Philip was born in Chester in 1979 and went on to study at Jesus College, Cambridge, to read Natural Sciences, but then went to the Royal Academy of Music to study composition with Philip Cashian, where he was awarded the DipRAM diploma and the Manson Fellowship in Composition. He took masterclasses with Sir Peter Maxwell Davies, Simon Bainbridge, Dominic Muldowney, Paul Patterson, amongst others.
In the last 2 years Philip’s commissions have included Ensemble 10-10 of the RLPO (ANIMA), Endymion (Fight music), Bregenz Festival in Austria for Ensemble LUX (In America et ego), the BBC Singers for SPNM (Thalidomide), the BBC Symphony Orchestra for SPNM (Ora) and the Black Dyke Brass Band for the Deal Festival (Lullaby, for solo Euphoniumist David Thornton and Brass Band). Other works have been written for and performed by the London Symphony Orchestra, the London Sinfonietta, the BBC Singers, the Canterbury Sounds New Festival, Rambert Dance Company, the Cheltenham International Music Festival, the QuantumLoop Animated Film Festival and the Spitalfields Festival.
Philip has also worked on many projects with amateur and young musicians, including the Royal National Theatre’s Street Genius project, several CoMA ensembles, the South London Jazz Orchestra and the 2004 Cage: UnCaged festival at the Barbican Centre, and the Sound Census project with Endymion. In September 2009 he created an installation and performance of Music for Amplified Toy Pianos by John Cage at Kings Place in London.
As a conductor, he has studied with Christopher Austin, Denise Ham and Rodolfo Saglembini. He founded and directed Sequenza, and he directed the Hammersmith and Fulham Youth Orchestra for 2 years where he piloted an on-going partnership with the BBC Symphony Orchestra. He is the Artistic Director of the critically acclaimed British chamber ensemble Endymion.
EDUCATION
Cambridge University, UK, 2001: MA
Royal Academy of Music, London, 2004: MMus, LRAM, DipRAM.

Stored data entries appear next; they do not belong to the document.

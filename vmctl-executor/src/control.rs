//! Control socket client for a single cloud-hypervisor process.
//!
//! Translates `ping` / `configure` / `boot` into calls against the
//! hypervisor's REST API (`/api/v1/...`) on the VM's private Unix socket.

use std::path::{Path, PathBuf};
use std::sync::atomic::{AtomicBool, Ordering};
use std::time::Duration;

use async_trait::async_trait;
use hyper::Method;
use serde::Deserialize;
use vmctl_core::VmName;

use crate::config::GuestConfig;
use crate::network::{NetworkLease, SLOT_NETMASK};
use crate::unix_client::api_request;
use crate::ExecutorError;

/// Default per-call deadline for control socket requests.
pub const DEFAULT_API_TIMEOUT: Duration = Duration::from_secs(30);

/// Control protocol of one hypervisor process.
///
/// # Cancel Safety
/// All methods are cancel safe; each call uses its own connection.
#[async_trait]
pub trait ControlApi: Send + Sync {
    /// Check that the hypervisor answers on its control socket.
    ///
    /// # Errors
    /// Returns [`ExecutorError::Unreachable`] if the socket does not answer
    /// with a success status.
    async fn ping(&self) -> Result<PingInfo, ExecutorError>;

    /// Apply the full hardware and boot configuration in one request.
    ///
    /// # Errors
    /// Returns [`ExecutorError::ConfigError`] if the hypervisor rejects it.
    async fn configure(&self, spec: &VmSpec) -> Result<(), ExecutorError>;

    /// Boot a configured VM.
    ///
    /// # Errors
    /// Returns [`ExecutorError::BootFailed`] if the hypervisor rejects the
    /// boot or `configure` has not succeeded on this client.
    async fn boot(&self) -> Result<(), ExecutorError>;
}

/// Version information returned by `vmm.ping`.
#[derive(Debug, Clone, Default, PartialEq, Eq, Deserialize)]
pub struct PingInfo {
    #[serde(default)]
    pub build_version: Option<String>,
    #[serde(default)]
    pub version: Option<String>,
    #[serde(default)]
    pub pid: Option<i64>,
}

/// Virtio-net device descriptor.
#[derive(Debug, Clone, PartialEq, Eq)]
pub struct NetDeviceSpec {
    pub tap: String,
    /// Host-side address assigned to the tap device.
    pub host_ip: std::net::Ipv4Addr,
    pub netmask: std::net::Ipv4Addr,
    pub num_queues: u32,
    pub queue_size: u32,
    pub id: String,
}

/// Everything the hypervisor needs to create one VM.
#[derive(Debug, Clone, PartialEq, Eq)]
pub struct VmSpec {
    pub kernel_path: PathBuf,
    pub cmdline: String,
    pub rootfs_path: PathBuf,
    pub vcpu_count: u8,
    pub mem_size_bytes: u64,
    pub serial_mode: String,
    pub console_mode: String,
    pub net: NetDeviceSpec,
}

impl VmSpec {
    /// Combine the shared guest profile with one VM's network lease and
    /// launch profile.
    ///
    /// The launch profile is passed to the guest untouched as
    /// `entry_point=<profile>` on the kernel command line.
    #[must_use]
    pub fn new(
        guest: &GuestConfig,
        name: &VmName,
        lease: &NetworkLease,
        entry_point: Option<&str>,
    ) -> Self {
        let mut cmdline = format!("{} {}", guest.cmdline, lease.kernel_ip_param(name.as_str()));
        if let Some(entry_point) = entry_point {
            cmdline.push_str(" entry_point=");
            cmdline.push_str(entry_point);
        }

        Self {
            kernel_path: guest.kernel_path.clone(),
            cmdline,
            rootfs_path: guest.rootfs_path.clone(),
            vcpu_count: guest.vcpu_count,
            mem_size_bytes: guest.mem_size_bytes(),
            serial_mode: guest.serial_mode.clone(),
            console_mode: guest.console_mode.clone(),
            net: NetDeviceSpec {
                tap: lease.tap_device().to_owned(),
                host_ip: lease.gateway(),
                netmask: SLOT_NETMASK,
                num_queues: guest.net_queues,
                queue_size: guest.net_queue_size,
                id: guest.net_device_id.clone(),
            },
        }
    }

    /// Request body of `PUT /api/v1/vm.create`.
    #[must_use]
    pub fn to_api_body(&self) -> serde_json::Value {
        serde_json::json!({
            "payload": {
                "kernel": self.kernel_path,
                "cmdline": self.cmdline,
            },
            "disks": [{ "path": self.rootfs_path }],
            "cpus": {
                "boot_vcpus": self.vcpu_count,
                "max_vcpus": self.vcpu_count,
            },
            "memory": { "size": self.mem_size_bytes },
            "serial": { "mode": self.serial_mode },
            "console": { "mode": self.console_mode },
            "net": [{
                "tap": self.net.tap,
                "ip": self.net.host_ip.to_string(),
                "mask": self.net.netmask.to_string(),
                "num_queues": self.net.num_queues,
                "queue_size": self.net.queue_size,
                "id": self.net.id,
            }],
        })
    }
}

/// [`ControlApi`] over a cloud-hypervisor `--api-socket`.
#[derive(Debug)]
pub struct ControlSocketClient {
    name: VmName,
    socket_path: PathBuf,
    timeout: Duration,
    configured: AtomicBool,
}

impl ControlSocketClient {
    /// Create a client for the socket at `socket_path`.
    ///
    /// No connection is made until the first call.
    #[must_use]
    pub fn new(name: VmName, socket_path: PathBuf, timeout: Duration) -> Self {
        Self { name, socket_path, timeout, configured: AtomicBool::new(false) }
    }

    #[must_use]
    pub fn socket_path(&self) -> &Path {
        &self.socket_path
    }
}

#[async_trait]
impl ControlApi for ControlSocketClient {
    async fn ping(&self) -> Result<PingInfo, ExecutorError> {
        let body = api_request(&self.socket_path, Method::GET, "/api/v1/vmm.ping", None, self.timeout)
            .await
            .map_err(|e| ExecutorError::Unreachable { name: self.name.clone(), reason: e.to_string() })?;
        Ok(serde_json::from_str(&body).unwrap_or_default())
    }

    async fn configure(&self, spec: &VmSpec) -> Result<(), ExecutorError> {
        tracing::debug!(vm = %self.name, tap = %spec.net.tap, "configuring VM");
        api_request(
            &self.socket_path,
            Method::PUT,
            "/api/v1/vm.create",
            Some(spec.to_api_body().to_string()),
            self.timeout,
        )
        .await
        .map_err(|e| ExecutorError::ConfigError(e.to_string()))?;
        self.configured.store(true, Ordering::Release);
        Ok(())
    }

    async fn boot(&self) -> Result<(), ExecutorError> {
        if !self.configured.load(Ordering::Acquire) {
            return Err(ExecutorError::BootFailed {
                name: self.name.clone(),
                reason: "boot requested before a successful configure".to_owned(),
            });
        }
        api_request(&self.socket_path, Method::PUT, "/api/v1/vm.boot", None, self.timeout)
            .await
            .map_err(|e| ExecutorError::BootFailed { name: self.name.clone(), reason: e.to_string() })?;
        Ok(())
    }
}
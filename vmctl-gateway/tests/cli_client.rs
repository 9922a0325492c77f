//! The `vmctl` client against a live gateway backed by the mock hypervisor.

use std::path::PathBuf;
use std::sync::Arc;
use std::time::Duration;

use vmctl_core::VmStatus;
use vmctl_executor::mock::{MockBackend, MockBehavior};
use vmctl_executor::{GuestConfig, OrchestratorConfig, VmOrchestrator};
use vmctl_gateway::client::{describe, ClientError, VmctlClient};
use vmctl_gateway::routes::create_router;

struct Server {
    client: VmctlClient,
    _dir: tempfile::TempDir,
    task: tokio::task::JoinHandle<()>,
}

impl Drop for Server {
    fn drop(&mut self) {
        self.task.abort();
    }
}

async fn serve(behavior: MockBehavior) -> Server {
    let dir = match tempfile::tempdir() {
        Ok(d) => d,
        Err(e) => panic!("tempdir failed: {e}"),
    };
    let config = OrchestratorConfig::new(
        dir.path().to_owned(),
        GuestConfig::new(PathBuf::from("/k"), PathBuf::from("/r")),
    );
    let orchestrator = match VmOrchestrator::new(MockBackend::with_behavior(behavior), config) {
        Ok(o) => Arc::new(o),
        Err(e) => panic!("orchestrator construction failed: {e}"),
    };
    let listener = match tokio::net::TcpListener::bind("127.0.0.1:0").await {
        Ok(l) => l,
        Err(e) => panic!("bind failed: {e}"),
    };
    let addr = match listener.local_addr() {
        Ok(a) => a,
        Err(e) => panic!("local_addr failed: {e}"),
    };
    let app = create_router(orchestrator, Duration::from_secs(5));
    let task = tokio::spawn(async move {
        let _ = axum::serve(listener, app).await;
    });
    let client = match VmctlClient::new(&format!("http://{addr}")) {
        Ok(c) => c,
        Err(e) => panic!("client construction failed: {e}"),
    };
    Server { client, _dir: dir, task }
}

#[tokio::test]
async fn client_drives_full_lifecycle() {
    let server = serve(MockBehavior::default()).await;
    let client = &server.client;

    let info = match client.start("vm1", Some("python3")).await {
        Ok(i) => i,
        Err(e) => panic!("start failed: {e}"),
    };
    assert_eq!(describe(&info), "VM: Name=vm1, Status=RUNNING, IP=172.20.0.2, TapDevice=vmtap0");

    let all = match client.list_all().await {
        Ok(all) => all,
        Err(e) => panic!("list-all failed: {e}"),
    };
    assert_eq!(all.len(), 1);

    assert!(client.stop("vm1").await.is_ok());
    assert!(matches!(client.list("vm1").await, Ok(i) if i.status == VmStatus::Stopped));
    assert!(client.destroy("vm1").await.is_ok());

    let missing = client.list("vm1").await;
    assert!(
        matches!(&missing, Err(ClientError::Api { status: 404, kind, .. }) if kind == "not_found"),
        "got {missing:?}"
    );
}

#[tokio::test]
async fn client_reports_conflicts_and_local_name_errors() {
    let server = serve(MockBehavior::default()).await;
    let client = &server.client;

    assert!(client.start("vm1", None).await.is_ok());
    let dup = client.start("vm1", None).await;
    assert!(
        matches!(&dup, Err(ClientError::Api { status: 409, kind, .. }) if kind == "already_exists"),
        "got {dup:?}"
    );

    assert!(matches!(client.stop("no/such").await, Err(ClientError::InvalidName(_))));
}

#[tokio::test]
async fn destroy_all_returns_partial_report() {
    let mut behavior = MockBehavior::default();
    behavior.terminate_fails_for.insert("stuck".to_owned());
    let server = serve(behavior).await;
    let client = &server.client;

    for name in ["a", "stuck"] {
        assert!(client.start(name, None).await.is_ok());
    }
    let report = match client.destroy_all().await {
        Ok(r) => r,
        Err(e) => panic!("destroy-all failed: {e}"),
    };
    assert_eq!(report.destroyed.len(), 1);
    assert_eq!(report.failed.len(), 1);
    assert_eq!(report.failed[0].name.as_str(), "stuck");
}

#[tokio::test]
async fn unreachable_server_is_transport_error() {
    let client = match VmctlClient::new("http://127.0.0.1:9") {
        Ok(c) => c,
        Err(e) => panic!("client construction failed: {e}"),
    };
    assert!(matches!(client.list_all().await, Err(ClientError::Transport(_))));
}
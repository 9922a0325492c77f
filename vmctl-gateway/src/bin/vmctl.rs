//! `vmctl`: command-line client for the vmctl management API.

#![warn(clippy::pedantic)]
#![deny(clippy::unwrap_used)]

use std::process::ExitCode;

use clap::{Parser, Subcommand};
use tracing_subscriber::EnvFilter;
use vmctl_gateway::client::{describe, ClientError, VmctlClient};

#[derive(Debug, Parser)]
#[command(name = "vmctl", version, about = "Manage microVMs through a vmctl-gateway server")]
struct Cli {
    /// Management API address.
    #[arg(short, long, global = true, env = "VMCTL_SERVER", default_value = "http://127.0.0.1:3456")]
    server: String,

    #[command(subcommand)]
    command: Command,
}

#[derive(Debug, Subcommand)]
enum Command {
    /// Create and boot a VM.
    Start {
        #[arg(short, long)]
        name: String,
        /// Launch profile passed to the guest.
        #[arg(short, long)]
        entry_point: Option<String>,
    },
    /// Stop a running VM.
    Stop {
        #[arg(short, long)]
        name: String,
    },
    /// Destroy a VM.
    Destroy {
        #[arg(short, long)]
        name: String,
    },
    /// Destroy every VM.
    DestroyAll,
    /// Show one VM.
    List {
        #[arg(short, long)]
        name: String,
    },
    /// Show every VM.
    ListAll,
}

async fn run(cli: Cli) -> Result<(), ClientError> {
    let client = VmctlClient::new(&cli.server)?;
    match cli.command {
        Command::Start { name, entry_point } => {
            let info = client.start(&name, entry_point.as_deref()).await?;
            println!("{}", describe(&info));
        }
        Command::Stop { name } => {
            client.stop(&name).await?;
            println!("VM {name} stopped");
        }
        Command::Destroy { name } => {
            client.destroy(&name).await?;
            println!("VM {name} destroyed");
        }
        Command::DestroyAll => {
            let report = client.destroy_all().await?;
            for name in &report.destroyed {
                println!("VM {name} destroyed");
            }
            for failure in &report.failed {
                eprintln!("VM {} destroyed with errors: {}", failure.name, failure.error);
            }
            if !report.failed.is_empty() {
                return Err(ClientError::Api {
                    status: 500,
                    kind: "destroy_failed".to_owned(),
                    message: format!("{} VM(s) failed to tear down cleanly", report.failed.len()),
                });
            }
        }
        Command::List { name } => {
            let info = client.list(&name).await?;
            println!("{}", describe(&info));
        }
        Command::ListAll => {
            for info in client.list_all().await? {
                println!("{}", describe(&info));
            }
        }
    }
    Ok(())
}

#[tokio::main]
async fn main() -> ExitCode {
    tracing_subscriber::fmt()
        .with_env_filter(EnvFilter::try_from_default_env().unwrap_or_else(|_| EnvFilter::new("warn")))
        .with_writer(std::io::stderr)
        .init();

    match run(Cli::parse()).await {
        Ok(()) => ExitCode::SUCCESS,
        Err(e) => {
            eprintln!("error: {e}");
            ExitCode::FAILURE
        }
    }
}
//! Minimal HTTP client over a Unix domain socket.
//!
//! cloud-hypervisor exposes its control API via a Unix socket, not TCP.
//! Standard HTTP clients (reqwest) don't support Unix sockets, so we
//! build a thin wrapper using hyper + tokio's `UnixStream`.

use std::path::Path;
use std::time::Duration;

use http_body_util::{BodyExt, Full};
use hyper::body::Bytes;
use hyper::{Method, Request, Response, StatusCode, Uri};
use hyper_util::rt::TokioIo;
use tokio::net::UnixStream;

use crate::ExecutorError;

/// Send an HTTP request to a control socket and return the response body.
///
/// Every call dials a fresh connection, so a refused or half-open socket
/// never poisons later calls. The whole exchange (connect, handshake,
/// request, body) is bounded by `timeout`.
///
/// Only `200 OK` and `204 No Content` count as success.
///
/// # Errors
/// Returns [`ExecutorError::ApiError`] on connection errors, timeouts, or
/// any other status code.
pub(crate) async fn api_request(
    socket_path: &Path,
    method: Method,
    uri_path: &str,
    body: Option<String>,
    timeout: Duration,
) -> Result<String, ExecutorError> {
    tokio::time::timeout(timeout, send(socket_path, method, uri_path, body))
        .await
        .map_err(|_| {
            ExecutorError::ApiError(format!(
                "{uri_path} timed out after {}ms",
                timeout.as_millis()
            ))
        })?
}

async fn send(
    socket_path: &Path,
    method: Method,
    uri_path: &str,
    body: Option<String>,
) -> Result<String, ExecutorError> {
    let stream = UnixStream::connect(socket_path)
        .await
        .map_err(|e| ExecutorError::ApiError(format!("connect to {}: {e}", socket_path.display())))?;

    let io = TokioIo::new(stream);

    let (mut sender, conn) = hyper::client::conn::http1::handshake(io)
        .await
        .map_err(|e| ExecutorError::ApiError(format!("HTTP handshake: {e}")))?;

    // Drive the connection in the background.
    tokio::spawn(async move {
        if let Err(e) = conn.await {
            tracing::debug!("control socket connection closed: {e}");
        }
    });

    let body_bytes = body.map(Bytes::from).unwrap_or_default();
    let content_len = body_bytes.len();

    let uri: Uri = uri_path
        .parse()
        .map_err(|e| ExecutorError::ApiError(format!("invalid URI path {uri_path}: {e}")))?;

    let mut builder = Request::builder()
        .method(method)
        .uri(uri)
        .header("Host", "localhost")
        .header("Accept", "application/json");

    if content_len > 0 {
        builder = builder.header("Content-Type", "application/json");
    }
    builder = builder.header("Content-Length", content_len.to_string());

    let req = builder
        .body(Full::new(body_bytes))
        .map_err(|e| ExecutorError::ApiError(format!("build request: {e}")))?;

    let resp: Response<_> = sender
        .send_request(req)
        .await
        .map_err(|e| ExecutorError::ApiError(format!("send request: {e}")))?;

    let status = resp.status();
    let body_bytes = resp
        .into_body()
        .collect()
        .await
        .map_err(|e| ExecutorError::ApiError(format!("read response body: {e}")))?
        .to_bytes();

    let body_str = String::from_utf8_lossy(&body_bytes).into_owned();

    if status != StatusCode::OK && status != StatusCode::NO_CONTENT {
        return Err(ExecutorError::ApiError(format!(
            "HTTP {status} from {uri_path}: {body_str}"
        )));
    }

    Ok(body_str)
}
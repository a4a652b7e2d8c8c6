//! Generate command
//!
//! Writes the six generated C# files under the output directory.
//!
//! # Example
//!
//! ```bash
//! crudgen generate model.json --out ./app
//! ```

use anyhow::Result;
use console::{style, Emoji};
use crudgen_cli_lib::{CrudgenConfig, OutputWriter, WriteOutcome};
use std::path::PathBuf;

static SUCCESS: Emoji<'_, '_> = Emoji("✓", "+");
static SPARKLE: Emoji<'_, '_> = Emoji("✨ ", "");

pub struct GenerateCommand {
    model: PathBuf,
    out: Option<PathBuf>,
    force: bool,
}

impl GenerateCommand {
    pub const fn new(model: PathBuf, out: Option<PathBuf>, force: bool) -> Self {
        Self { model, out, force }
    }

    pub fn execute(&self, config: &CrudgenConfig) -> Result<()> {
        let result = super::generate_from(&self.model, config)?;
        let entity = &result.model.entity_name;

        println!(
            "\n{} {} {}",
            style("Generating CRUD module for").cyan().bold(),
            style(entity).green().bold(),
            style("...").cyan().bold()
        );

        let root = self.out.clone().unwrap_or_else(|| config.output.dir.clone());
        let writer = OutputWriter::new(root, self.force || config.output.overwrite);
        let written = writer.write_all(&result)?;

        println!(
            "\n{} {} files:",
            style("Generated").green().bold(),
            written.len()
        );

        for file in result.artifacts() {
            let outcome = written
                .iter()
                .find(|w| w.path == file.path)
                .map(|w| w.outcome);
            let label = match outcome {
                Some(WriteOutcome::Created) => style("created"),
                Some(WriteOutcome::Overwritten) => style("overwritten").yellow(),
                Some(WriteOutcome::Unchanged) | None => style("unchanged").dim(),
            };

            println!(
                "  {} {} ({}, {})",
                style(SUCCESS.to_string()).green(),
                style(file.path).dim(),
                style(&file.description).dim(),
                label
            );
        }

        println!(
            "\n{}CRUD module for {} is ready in {}",
            SPARKLE,
            style(entity).green().bold(),
            style(writer.root().display()).yellow()
        );

        Ok(())
    }
}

Teachers: Philip Cashian (main teacher), Simon Bainbridge, Christopher Austin. Masterclasses with Sir Peter Maxwell Davies, Dominic Muldowney, Paul Patterson
AWARDS, PRIZES, RESIDENCIES
Piano Studies win first prize, International Composition Competition 2009
National University of Music in Bucharest
Nominated for Paul Hamlyn Awards for Composers, UK, 2009
Composer in residence with South London Jazz Orchestra, 2006 – 2009
British Composer Awards (a commendation), orchestral category, for Arc
British Academy of Composers and Songwriters, 2006
Bliss Trust Bursary, 2006
Manson Fellowship in Composition, Royal Academy of Music, London.
2004 – 2005
SPNM Shortlist, Society for the Promotion of New Music, London.
2004 – 2007
Manson Fellow in Composition, Royal Academy of Music, London, 2004 – 2005
Discretionary Diploma in Composition (DipRAM) in Composition, Royal Academy of Music, London. 2004
Pullen Memorial Prize in Composition. Royal Academy of Music, London.2004
William Elkin Prize in Composition, Royal Academy of Music, London. 2003
COMA Tate-Liverpool Prize, Contemporary Music for Amateurs, UK
Publication prize. 2003
Battison Haynes prize in Composition, Royal Academy of Music, London. 2003.
Young Composer of the Year, Performance – The Arts Channel, 1997.